Но я был не в силах выносить её маеты. Её тело, изъеденное до дыр демоном болезни, уже не единожды оказывалось на самом пороге старика Янь-вана[22]. Она была на волосок от смерти. Бог с ними с медицинскими расходами – мне просто требовалось невероятное количество энергии, чтобы бегать туда-сюда между больницей, домом и рынком. Всякий раз я уставал так, словно сам страдал от серьёзной болезни. А потому каждый раз, когда мать была вынуждена госпитализироваться и не могла вернуться к своему привычному труду, мы страшно ругались.
Самое ужасное было то, что мама каждый раз, не обращая ни на что внимания, закатывала такую истерику, что её плач звенел на всё общежитие или на всю деревню. Она плакала жутко долго. Знакомые прекрасно понимали, что я стараюсь для её же блага. Но чужие люди думали, что я её третирую.

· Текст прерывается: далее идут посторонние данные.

#[cfg(test)]
mod tests {
    use super::*;
    use crate::chat::status::StatusBoard;
    use crate::types::ChatEvent;
    use std::time::Duration;
    use tokio::net::TcpListener;
    use tokio::sync::mpsc;

    fn kick_config(channel: &str, api_base: String, socket_url: String) -> KickConfig {
        KickConfig {
            channel: channel.to_lowercase(),
            display_name: channel.to_string(),
            api_base,
            socket_url,
            request_timeout: Duration::from_millis(300),
        }
    }

    fn chat_frame(inner: &Value) -> String {
        json!({
            "event": "App\\Events\\ChatMessageEvent",
            "data": inner.to_string(),
            "channel": "chatrooms.1.v2"
        })
        .to_string()
    }

    #[test]
    fn test_chat_post_is_decoded_twice() {
        let frame = chat_frame(&json!({ "sender": { "username": "bob" }, "content": "hello" }));

        let message = match decode_frame(&frame).unwrap() {
            PusherEvent::Chat(message) => message,
            other => panic!("expected chat event, got {:?}", other),
        };
        assert_eq!(message.platform(), Platform::Kick);
        assert_eq!(message.username(), "bob");
        assert_eq!(message.text(), "hello");
        assert_eq!(message.color(), None);
        assert!(!message.is_system());
    }

    #[test]
    fn test_chat_post_with_color() {
        let frame = chat_frame(&json!({
            "id": "abc",
            "sender": { "username": "amy", "identity": { "color": "#75FD46", "badges": [] } },
            "content": "gg"
        }));
        match decode_frame(&frame).unwrap() {
            PusherEvent::Chat(message) => assert_eq!(message.color(), Some("#75FD46")),
            other => panic!("expected chat, got {:?}", other),
        }
    }

    #[test]
    fn test_chat_post_missing_fields_is_dropped() {
        let frame = chat_frame(&json!({ "sender": {}, "content": "orphan" }));
        assert_eq!(decode_frame(&frame).unwrap(), PusherEvent::Malformed);

        let frame = chat_frame(&json!({ "sender": { "username": "x" } }));
        assert_eq!(decode_frame(&frame).unwrap(), PusherEvent::Malformed);
    }

    #[test]
    fn test_control_events() {
        let established = r#"{"event":"pusher:connection_established","data":"{\"socket_id\":\"1.2\",\"activity_timeout\":120}"}"#;
        assert_eq!(decode_frame(established).unwrap(), PusherEvent::ConnectionEstablished);

        let subscribed = r#"{"event":"pusher_internal:subscription_succeeded","data":"{}","channel":"chatrooms.7.v2"}"#;
        assert_eq!(decode_frame(subscribed).unwrap(), PusherEvent::SubscriptionSucceeded);

        let error = r#"{"event":"pusher:error","data":{"code":4001,"message":"App key not in this cluster"}}"#;
        assert_eq!(
            decode_frame(error).unwrap(),
            PusherEvent::Error { message: "App key not in this cluster".to_string() }
        );

        let bare_error = r#"{"event":"pusher:error"}"#;
        assert_eq!(
            decode_frame(bare_error).unwrap(),
            PusherEvent::Error { message: "Connection error".to_string() }
        );

        let unknown = r#"{"event":"App\\Events\\UserBannedEvent","data":"{}"}"#;
        assert!(matches!(decode_frame(unknown).unwrap(), PusherEvent::Other(_)));
    }

    #[test]
    fn test_garbage_frame_is_parse_error() {
        assert!(matches!(decode_frame("not json"), Err(AdapterError::Parse(_))));
        assert!(matches!(decode_frame(r#"{"data":{}}"#), Err(AdapterError::Parse(_))));
    }

    #[test]
    fn test_subscribe_request_names_chatroom() {
        let request: Value = serde_json::from_str(&subscribe_request(668)).unwrap();
        assert_eq!(request["event"], "pusher:subscribe");
        assert_eq!(request["data"]["channel"], "chatrooms.668.v2");
    }

    #[tokio::test]
    async fn test_unknown_channel_never_opens_socket() {
        let mut server = mockito::Server::new_async().await;
        let _lookup = server
            .mock("GET", "/channels/nobody")
            .with_status(404)
            .with_body(r#"{"message":"Not found"}"#)
            .create_async()
            .await;

        let socket = TcpListener::bind("127.0.0.1:0").await.unwrap();
        let socket_url = format!("ws://{}", socket.local_addr().unwrap());

        let status = StatusBoard::new();
        let (tx, _rx) = mpsc::channel(4);
        let mut kick = KickConnection::new(kick_config("nobody", server.url(), socket_url));

        let result = kick.connect(AdapterLink::new(Platform::Kick, tx, status.clone())).await;
        assert!(matches!(result, Err(AdapterError::Lookup(_))));
        assert_eq!(status.get(Platform::Kick).await, ConnectionState::Disconnected);
        assert!(!kick.is_running());

        let accepted = tokio::time::timeout(Duration::from_millis(200), socket.accept()).await;
        assert!(accepted.is_err(), "no socket should have been opened");
    }

    #[tokio::test]
    async fn test_silent_api_times_out_as_lookup_failure() {
        // Accepts the TCP connection and never writes a byte
        let api = TcpListener::bind("127.0.0.1:0").await.unwrap();
        let api_base = format!("http://{}", api.local_addr().unwrap());
        let _held = tokio::spawn(async move {
            let mut open = Vec::new();
            while let Ok((stream, _)) = api.accept().await {
                open.push(stream);
            }
        });

        let status = StatusBoard::new();
        let (tx, _rx) = mpsc::channel(4);
        let mut kick = KickConnection::new(kick_config(
            "xqc",
            api_base,
            "ws://127.0.0.1:9".to_string(),
        ));

        let result = tokio::time::timeout(
            Duration::from_secs(5),
            kick.connect(AdapterLink::new(Platform::Kick, tx, status.clone())),
        )
        .await
        .expect("connect should give up on a silent API");

        assert!(matches!(result, Err(AdapterError::Lookup(_))));
        assert_eq!(status.get(Platform::Kick).await, ConnectionState::Disconnected);
        assert!(!kick.is_running());
    }

    #[tokio::test]
    async fn test_silent_socket_times_out_as_transport_failure() {
        let mut server = mockito::Server::new_async().await;
        let _lookup = server
            .mock("GET", "/channels/xqc")
            .with_status(200)
            .with_body(r#"{"chatroom":{"id":668}}"#)
            .create_async()
            .await;

        // TCP accepted, WebSocket handshake never answered
        let socket = TcpListener::bind("127.0.0.1:0").await.unwrap();
        let socket_url = format!("ws://{}", socket.local_addr().unwrap());
        let _held = tokio::spawn(async move {
            let mut open = Vec::new();
            while let Ok((stream, _)) = socket.accept().await {
                open.push(stream);
            }
        });

        let status = StatusBoard::new();
        let (tx, _rx) = mpsc::channel(4);
        let mut kick = KickConnection::new(kick_config("xqc", server.url(), socket_url));

        let result = tokio::time::timeout(
            Duration::from_secs(5),
            kick.connect(AdapterLink::new(Platform::Kick, tx, status.clone())),
        )
        .await
        .expect("connect should give up on a silent socket");

        assert!(matches!(result, Err(AdapterError::Transport(_))));
        assert_eq!(status.get(Platform::Kick).await, ConnectionState::Disconnected);
    }

    #[test_log::test(tokio::test)]
    async fn test_handshake_subscribes_then_connects() {
        let mut server = mockito::Server::new_async().await;
        let _lookup = server
            .mock("GET", "/channels/trainwreckstv")
            .with_status(200)
            .with_body(r#"{"id":1,"user_id":2,"chatroom":{"id":668,"chatable_type":"App\\Models\\Channel"}}"#)
            .create_async()
            .await;

        let listener = TcpListener::bind("127.0.0.1:0").await.unwrap();
        let socket_url = format!("ws://{}", listener.local_addr().unwrap());
        let pusher = tokio::spawn(async move {
            let (stream, _) = listener.accept().await.unwrap();
            tokio_tungstenite::accept_async(stream).await.unwrap()
        });

        let status = StatusBoard::new();
        let (tx, mut rx) = mpsc::channel(16);
        let mut kick = KickConnection::new(kick_config("Trainwreckstv", server.url(), socket_url));
        kick.connect(AdapterLink::new(Platform::Kick, tx, status.clone())).await.unwrap();
        assert_eq!(status.get(Platform::Kick).await, ConnectionState::Connecting);

        let mut ws = pusher.await.unwrap();
        ws.send(Message::Text(
            r#"{"event":"pusher:connection_established","data":"{\"socket_id\":\"1.2\"}"}"#.to_string(),
        ))
        .await
        .unwrap();

        let subscribe = loop {
            if let Message::Text(text) = ws.next().await.unwrap().unwrap() {
                break text;
            }
        };
        assert_eq!(subscribe, subscribe_request(668));

        ws.send(Message::Text("{broken".to_string())).await.unwrap();
        ws.send(Message::Text(
            r#"{"event":"pusher_internal:subscription_succeeded","data":"{}"}"#.to_string(),
        ))
        .await
        .unwrap();
        ws.send(Message::Text(chat_frame(&json!({ "sender": { "username": "bob" }, "content": "hello" }))))
            .await
            .unwrap();

        match rx.recv().await.unwrap() {
            ChatEvent::Message(banner) => {
                assert!(banner.is_system());
                assert_eq!(banner.text(), "Connected to Trainwreckstv's chat");
            }
            other => panic!("expected banner, got {:?}", other),
        }
        match rx.recv().await.unwrap() {
            ChatEvent::Message(chat) => assert_eq!(chat.text(), "hello"),
            other => panic!("expected chat, got {:?}", other),
        }
        assert_eq!(status.get(Platform::Kick).await, ConnectionState::Connected);

        kick.disconnect().await;
        assert_eq!(status.get(Platform::Kick).await, ConnectionState::Disconnected);
    }
}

Ещё хуже было то, что мама регулярно бегала жаловаться моему начальству. Она рассказывала о тяготах своей жизни, сетовала на горькую судьбу, пыталась что-то невнятно объяснить. Мало того, что она тратила время других людей, так она ещё и позорила меня перед ними. Если бы мои коллеги и начальники не понимали бы ситуацию, меня бы точно сочли бы отрицательным примером для подражания.
Я пытался сделать так, чтоб ей жилось лучше, чтоб она могла прожить ещё несколько лет, и всё, что мне оставалось, – это скрепя сердце браниться и препираться. Я даже угрожал ей, лишь бы заставить её смириться.
Но в конце концов смирилась не она, а я сам. Мама только доказала своё феноменальное упрямство. Я увидел, что руганью мне ничего не добиться. Чем больше я кричал, тем сильнее она меня перекрикивала. Чем ожесточённей скандалил, тем больше бесилась она. Когда доходило до предела, мама рыдая выбегала на улицу и грозила мне самоубийством. Она готова была помереть в придорожной канаве.
Я раз за разом шёл на попятную. Выхода не было, и я обиженно шёл у неё на поводу.
Я действительно никак не мог взять в толк, почему она с таким упрямством желает отправиться в деревню, чтобы снова работать в поте лица – разве недостаточно она настрадалась? Почему не хотела воспользоваться своим счастьем? И потом, ведь я же старался ради неё, зачем она устраивала эти сцены, зачем гробила мою репутацию, выставляя меня полным идиотом? Я не мог понять, почему поле, лес и посевы были так важны для неё. Разве её собственная жизнь и судьба, любовь её детей совсем ничего не значили? Я всё больше не узнавал её, всё сильнее чувствовал, что не могу понять её. Все мои детские обиды и наши мелкие дрязги ожили, как ростки под весенним ветром, и пустились в бешеный рост.